Wednesday, 2 April 2008

Loose Xaml (WPF and data binding)

Inspired by a no-longer-working (?) demo of Avalon Xaml (from 2004/05) by Joe Marini, I've put together this Loose Xaml sample blog reader with an RSS.XML feed from this blog.

It works in a browser, if you download the files (Xaml & rss) and run locally, or just check the screenshot:


The code is only 43 lines of markup (with breaks for readability!) - no C# or VB in sight.

I think exercises like this serve two purposes:

Firstly, helps to understand the databinding concepts in WPF
  <Canvas.Resources>
<XmlDataProvider x:Key="NewsData" Source="rss.xml" XPath="rss/channel" />
</Canvas.Resources>
<Canvas.DataContext>
<Binding Source="NewsData" XPath="rss/channel" />
</Canvas.DataContext>
also
Text="{Binding Source={StaticResource NewsData},XPath=description}"
and
    <StackPanel Margin="5" Width="500"
DataContext="{Binding ElementName=NewsList,Path=SelectedItem}">
<TextBlock DockPanel.Dock="Top" Text="Article Description:"/>
<TextBlock Margin="10" TextWrapping="Wrap" Name="SelectedItemDetails"
Text="{Binding XPath=description}" />
</StackPanel>
Secondly, helps structure your thinking around a UI that sits atop 'data services'
Quite a lot can be accomplished with Xaml markup - I think it would be interesting to see just how complex an 'application' could be created in a single Xaml file, using only databinding (and whatever server-side services you needed). WCF/REST could play a role (Syndication services... where's that link?).

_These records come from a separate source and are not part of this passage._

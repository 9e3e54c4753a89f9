//! Source-dialect to standard-dialect lowering.
//!
//! One pattern per source opcode. Arithmetic is type-directed: the operand
//! types (fixed at IR generation) pick the integer or float form. Strings
//! become an allocated byte buffer filled by stores, and printing a byte
//! buffer becomes a counted loop that loads and prints one byte at a time.

use crate::ir::rewrite::{apply_patterns, PatternSet, RewritePattern, Rewriter};
use crate::ir::{FloatPred, IntPred, Literal, Module, OpId, OpKind, Type};

/// Rewrite every source-dialect operation in the module to its standard
/// form. Running it on already-lowered IR is a no-op.
pub fn lower_to_standard(module: &mut Module) {
    let set = PatternSet::new()
        .add(ConstantLowering)
        .add(StringConstantLowering)
        .add(AddLowering)
        .add(SubLowering)
        .add(MulLowering)
        .add(LessEqLowering)
        .add(PrintLowering)
        .add(FuncLowering)
        .add(CallLowering)
        .add(IfLowering)
        .add(ReturnLowering)
        .add(YieldLowering);
    apply_patterns(module, &set);
}

struct ConstantLowering;

impl RewritePattern for ConstantLowering {
    fn match_and_rewrite(&self, op: OpId, rw: &mut Rewriter) -> bool {
        let &OpKind::Constant(literal) = &rw.module().op(op).kind else {
            return false;
        };
        let new = match literal {
            Literal::Int(value) => rw.create_op(
                OpKind::ConstInt { value, width: 32 },
                vec![],
                vec![Type::I32],
                vec![],
            ),
            Literal::Float(value) => rw.create_op(
                OpKind::ConstFloat(value),
                vec![],
                vec![Type::Float],
                vec![],
            ),
        };
        rw.replace_op(op, vec![new]);
        true
    }
}

struct StringConstantLowering;

impl RewritePattern for StringConstantLowering {
    fn match_and_rewrite(&self, op: OpId, rw: &mut Rewriter) -> bool {
        let OpKind::StringConstant(text) = &rw.module().op(op).kind else {
            return false;
        };
        let bytes = text.clone().into_bytes();
        let len = bytes.len();

        let mut ops = Vec::with_capacity(1 + 3 * len);
        let alloc = rw.create_op(
            OpKind::Alloc { len },
            vec![],
            vec![Type::Bytes { len }],
            vec![],
        );
        let buffer = rw.module().op(alloc).results[0];
        ops.push(alloc);
        for (i, byte) in bytes.into_iter().enumerate() {
            let value = rw.create_op(
                OpKind::ConstInt {
                    value: byte as i64,
                    width: 8,
                },
                vec![],
                vec![Type::BYTE],
                vec![],
            );
            let index = rw.create_op(
                OpKind::ConstInt {
                    value: i as i64,
                    width: 64,
                },
                vec![],
                vec![Type::INDEX],
                vec![],
            );
            let (v, ix) = (rw.module().op(value).results[0], rw.module().op(index).results[0]);
            let store = rw.create_op(OpKind::Store, vec![v, buffer, ix], vec![], vec![]);
            ops.push(value);
            ops.push(index);
            ops.push(store);
        }

        // The buffer is never freed.
        rw.replace_op_with_values(op, ops, vec![buffer]);
        true
    }
}

fn lower_binary(op: OpId, rw: &mut Rewriter, int_kind: OpKind, float_kind: OpKind) -> bool {
    let data = rw.module().op(op);
    let operands = data.operands.clone();
    let ty = rw.module().value_ty(operands[0]).clone();
    let kind = if ty.is_float() { float_kind } else { int_kind };
    let new = rw.create_op(kind, operands, vec![ty], vec![]);
    rw.replace_op(op, vec![new]);
    true
}

struct AddLowering;

impl RewritePattern for AddLowering {
    fn match_and_rewrite(&self, op: OpId, rw: &mut Rewriter) -> bool {
        if rw.module().op(op).kind != OpKind::Add {
            return false;
        }
        lower_binary(op, rw, OpKind::AddI, OpKind::AddF)
    }
}

struct SubLowering;

impl RewritePattern for SubLowering {
    fn match_and_rewrite(&self, op: OpId, rw: &mut Rewriter) -> bool {
        if rw.module().op(op).kind != OpKind::Sub {
            return false;
        }
        lower_binary(op, rw, OpKind::SubI, OpKind::SubF)
    }
}

struct MulLowering;

impl RewritePattern for MulLowering {
    fn match_and_rewrite(&self, op: OpId, rw: &mut Rewriter) -> bool {
        if rw.module().op(op).kind != OpKind::Mul {
            return false;
        }
        lower_binary(op, rw, OpKind::MulI, OpKind::MulF)
    }
}

struct LessEqLowering;

impl RewritePattern for LessEqLowering {
    fn match_and_rewrite(&self, op: OpId, rw: &mut Rewriter) -> bool {
        if rw.module().op(op).kind != OpKind::LessEq {
            return false;
        }
        let operands = rw.module().op(op).operands.clone();
        let kind = if rw.module().value_ty(operands[0]).is_float() {
            OpKind::CmpF(FloatPred::Ole)
        } else {
            OpKind::CmpI(IntPred::Sle)
        };
        let new = rw.create_op(kind, operands, vec![Type::BOOL], vec![]);
        rw.replace_op(op, vec![new]);
        true
    }
}

struct PrintLowering;

impl RewritePattern for PrintLowering {
    fn match_and_rewrite(&self, op: OpId, rw: &mut Rewriter) -> bool {
        if rw.module().op(op).kind != OpKind::Print {
            return false;
        }
        let value = rw.module().op(op).operands[0];
        let ty = rw.module().value_ty(value).clone();

        let Type::Bytes { len } = ty else {
            let new = rw.create_op(OpKind::PrintVal, vec![value], vec![], vec![]);
            rw.replace_op(op, vec![new]);
            return true;
        };

        // A byte buffer is printed one character at a time.
        let lb = rw.create_op(
            OpKind::ConstInt { value: 0, width: 64 },
            vec![],
            vec![Type::INDEX],
            vec![],
        );
        let ub = rw.create_op(
            OpKind::ConstInt {
                value: len as i64,
                width: 64,
            },
            vec![],
            vec![Type::INDEX],
            vec![],
        );
        let step = rw.create_op(
            OpKind::ConstInt { value: 1, width: 64 },
            vec![],
            vec![Type::INDEX],
            vec![],
        );
        let (lb_v, ub_v, step_v) = (
            rw.module().op(lb).results[0],
            rw.module().op(ub).results[0],
            rw.module().op(step).results[0],
        );

        let body = rw.module_mut().new_region_with_block(&[Type::INDEX]);
        let block = rw.module().region(body).blocks[0];
        let iv = rw.module().block(block).args[0];
        let load = rw
            .module_mut()
            .push_op(block, OpKind::Load, vec![value, iv], vec![Type::BYTE], vec![]);
        let byte = rw.module().result(load);
        rw.module_mut()
            .push_op(block, OpKind::PrintChar, vec![byte], vec![], vec![]);
        rw.module_mut()
            .push_op(block, OpKind::SYield, vec![], vec![], vec![]);

        let for_op = rw.create_op(
            OpKind::For,
            vec![lb_v, ub_v, step_v],
            vec![],
            vec![body],
        );
        rw.replace_op_with_values(op, vec![lb, ub, step, for_op], vec![]);
        true
    }
}

struct FuncLowering;

impl RewritePattern for FuncLowering {
    fn match_and_rewrite(&self, op: OpId, rw: &mut Rewriter) -> bool {
        let OpKind::Func { name } = &rw.module().op(op).kind else {
            return false;
        };
        let name = name.clone();
        let body = rw.take_region(op, 0);
        let new = rw.create_op(OpKind::SFunc { name }, vec![], vec![], vec![body]);
        rw.replace_op(op, vec![new]);
        true
    }
}

struct CallLowering;

impl RewritePattern for CallLowering {
    fn match_and_rewrite(&self, op: OpId, rw: &mut Rewriter) -> bool {
        let OpKind::Call { callee } = &rw.module().op(op).kind else {
            return false;
        };
        let callee = callee.clone();
        let data = rw.module().op(op);
        let operands = data.operands.clone();
        let ty = rw.module().value_ty(data.results[0]).clone();
        let new = rw.create_op(OpKind::SCall { callee }, operands, vec![ty], vec![]);
        rw.replace_op(op, vec![new]);
        true
    }
}

struct IfLowering;

impl RewritePattern for IfLowering {
    fn match_and_rewrite(&self, op: OpId, rw: &mut Rewriter) -> bool {
        if rw.module().op(op).kind != OpKind::If {
            return false;
        }
        let cond = rw.module().op(op).operands[0];
        let result_tys: Vec<Type> = rw
            .module()
            .op(op)
            .results
            .iter()
            .map(|&r| rw.module().value_ty(r).clone())
            .collect();

        let then_region = rw.take_region(op, 0);
        let else_region = rw.take_region(op, 1);

        let mut replacements = Vec::new();
        let cond_ty = rw.module().value_ty(cond).clone();
        let cond = if cond_ty.int_width() == Some(1) {
            cond
        } else if cond_ty.is_float() {
            // A float condition is taken when it is not 0.0.
            let zero = rw.create_op(OpKind::ConstFloat(0.0), vec![], vec![Type::Float], vec![]);
            let zero_v = rw.module().op(zero).results[0];
            let cmp = rw.create_op(
                OpKind::CmpF(FloatPred::One),
                vec![cond, zero_v],
                vec![Type::BOOL],
                vec![],
            );
            let cmp_v = rw.module().op(cmp).results[0];
            replacements.push(zero);
            replacements.push(cmp);
            cmp_v
        } else {
            // Widen a non-boolean integer condition: taken when nonzero.
            let width = cond_ty.int_width().unwrap_or(32);
            let zero = rw.create_op(
                OpKind::ConstInt { value: 0, width },
                vec![],
                vec![Type::Int { width }],
                vec![],
            );
            let zero_v = rw.module().op(zero).results[0];
            let cmp = rw.create_op(
                OpKind::CmpI(IntPred::Ne),
                vec![cond, zero_v],
                vec![Type::BOOL],
                vec![],
            );
            let cmp_v = rw.module().op(cmp).results[0];
            replacements.push(zero);
            replacements.push(cmp);
            cmp_v
        };

        let new = rw.create_op(
            OpKind::SIf,
            vec![cond],
            result_tys,
            vec![then_region, else_region],
        );
        replacements.push(new);
        rw.replace_op(op, replacements);
        true
    }
}

struct ReturnLowering;

impl RewritePattern for ReturnLowering {
    fn match_and_rewrite(&self, op: OpId, rw: &mut Rewriter) -> bool {
        if rw.module().op(op).kind != OpKind::Return {
            return false;
        }
        let operands = rw.module().op(op).operands.clone();
        let new = rw.create_op(OpKind::SReturn, operands, vec![], vec![]);
        rw.replace_op(op, vec![new]);
        true
    }
}

struct YieldLowering;

impl RewritePattern for YieldLowering {
    fn match_and_rewrite(&self, op: OpId, rw: &mut Rewriter) -> bool {
        if rw.module().op(op).kind != OpKind::Yield {
            return false;
        }
        let operands = rw.module().op(op).operands.clone();
        let new = rw.create_op(OpKind::SYield, operands, vec![], vec![]);
        rw.replace_op(op, vec![new]);
        true
    }
}

#[cfg(test)]
mod tests {
    use super::*;
    use crate::ir::builder::build;
    use crate::ir::verify::verify;
    use crate::parser::parse;

    fn lowered(source: &str) -> Module {
        let mut module = build(&parse(source).unwrap()).unwrap();
        lower_to_standard(&mut module);
        verify(&module).expect("lowered module should verify");
        module
    }

    #[test]
    fn test_integer_arithmetic_lowers_to_int_forms() {
        let dump = lowered("(defun main () (print (* (+ 1 2) (- 5 3))))").to_string();
        assert!(dump.contains("std.addi"), "got:\n{}", dump);
        assert!(dump.contains("std.subi"), "got:\n{}", dump);
        assert!(dump.contains("std.muli"), "got:\n{}", dump);
        assert!(dump.contains("std.print"), "got:\n{}", dump);
        assert!(!dump.contains("sprig."), "got:\n{}", dump);
    }

    #[test]
    fn test_float_arithmetic_lowers_to_float_forms() {
        let dump = lowered("(defun double (x) (+ x x)) (print (double 2.5))").to_string();
        assert!(dump.contains("std.addf"), "got:\n{}", dump);
        assert!(!dump.contains("std.addi"), "got:\n{}", dump);
    }

    #[test]
    fn test_compare_lowers_by_operand_type() {
        let dump = lowered("(defun f (n) (if (<= n 1) 1 2)) (f 5)").to_string();
        assert!(dump.contains("std.cmpi sle"), "got:\n{}", dump);
        assert!(dump.contains("std.if"), "got:\n{}", dump);
    }

    #[test]
    fn test_boolean_condition_is_not_widened() {
        let dump = lowered("(defun f (n) (if (<= n 1) 1 2)) (f 5)").to_string();
        // The le result is already i1; no extra ne-compare may appear.
        assert!(!dump.contains("cmpi ne"), "got:\n{}", dump);
    }

    #[test]
    fn test_integer_condition_is_widened() {
        let dump = lowered("(defun f (n) (if n 1 2)) (f 5)").to_string();
        assert!(dump.contains("std.cmpi ne"), "got:\n{}", dump);
    }

    #[test]
    fn test_float_condition_is_widened_with_float_compare() {
        let dump = lowered("(defun f (x) (if x 1 2)) (f 2.5)").to_string();
        assert!(dump.contains("std.cmpf one"), "got:\n{}", dump);
        assert!(dump.contains("std.constf 0.0"), "got:\n{}", dump);
        assert!(!dump.contains("std.cmpi"), "got:\n{}", dump);
    }

    #[test]
    fn test_string_lowers_to_alloc_and_stores() {
        let module = lowered("(defun main () (print \"hi\"))");
        let dump = module.to_string();
        assert!(dump.contains("std.alloc : bytes<2>"), "got:\n{}", dump);
        let stores = module
            .ops_preorder()
            .into_iter()
            .filter(|&op| module.op(op).kind == OpKind::Store)
            .count();
        assert_eq!(stores, 2, "one store per byte");
        // 'h' = 104, 'i' = 105, stored in order.
        assert!(dump.contains("std.const 104 : i8"), "got:\n{}", dump);
        assert!(dump.contains("std.const 105 : i8"), "got:\n{}", dump);
    }

    #[test]
    fn test_string_print_lowers_to_loop() {
        let dump = lowered("(defun main () (print \"hi\"))").to_string();
        assert!(dump.contains("std.for"), "got:\n{}", dump);
        assert!(dump.contains("std.load"), "got:\n{}", dump);
        assert!(dump.contains("std.putc"), "got:\n{}", dump);
        assert!(!dump.contains("std.print "), "got:\n{}", dump);
    }

    #[test]
    fn test_functions_and_calls_lowered() {
        let dump = lowered("(defun double (x) (* x 2)) (print (double 21))").to_string();
        assert!(dump.contains("std.func @double"), "got:\n{}", dump);
        assert!(dump.contains("std.func @main"), "got:\n{}", dump);
        assert!(dump.contains("std.call @double"), "got:\n{}", dump);
        assert!(dump.contains("std.return"), "got:\n{}", dump);
    }

    #[test]
    fn test_lowering_is_idempotent() {
        let mut module = build(&parse("(defun main () (print (+ 1 2)))").unwrap()).unwrap();
        lower_to_standard(&mut module);
        let first = module.to_string();
        lower_to_standard(&mut module);
        assert_eq!(module.to_string(), first);
    }
}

The sandbox that loose Xaml sits in does present some problems... you can only load files from the origin, so no referencing RSS feeds from other servers. A middle-man pass-through (or other side-step) could get around that, however. It would seem trivial to create a fairly neat Gmail (or other service) reader; basically anything that publishes RSS (or any Xml, really). What is not clear to me just yet is whether it would be do-able to write a complete mail client, for example, following the same principles...


p.s. It's interesting to see how the databinding syntax changed, from "*Bind(XPath=author)" to "{Binding XPath=description}". Notice also how
TextContentText
XmlDataSourceXmlDataProvider
IDName
FlowPanelFlowDocument (?)
TextTextBlock
I think it's kinda cool to see the tools evolve like that - same now with Silverlight...

UPDATE: If you are wanting to use a datasource from ASMX or SVC, this post on XmlNamespaceManager will be useful. Once you start adding namespaces, the SelectedItem method I've used will break, and you'll want to read this post explaining the intricacies of {Binding} to Xml and the selected item.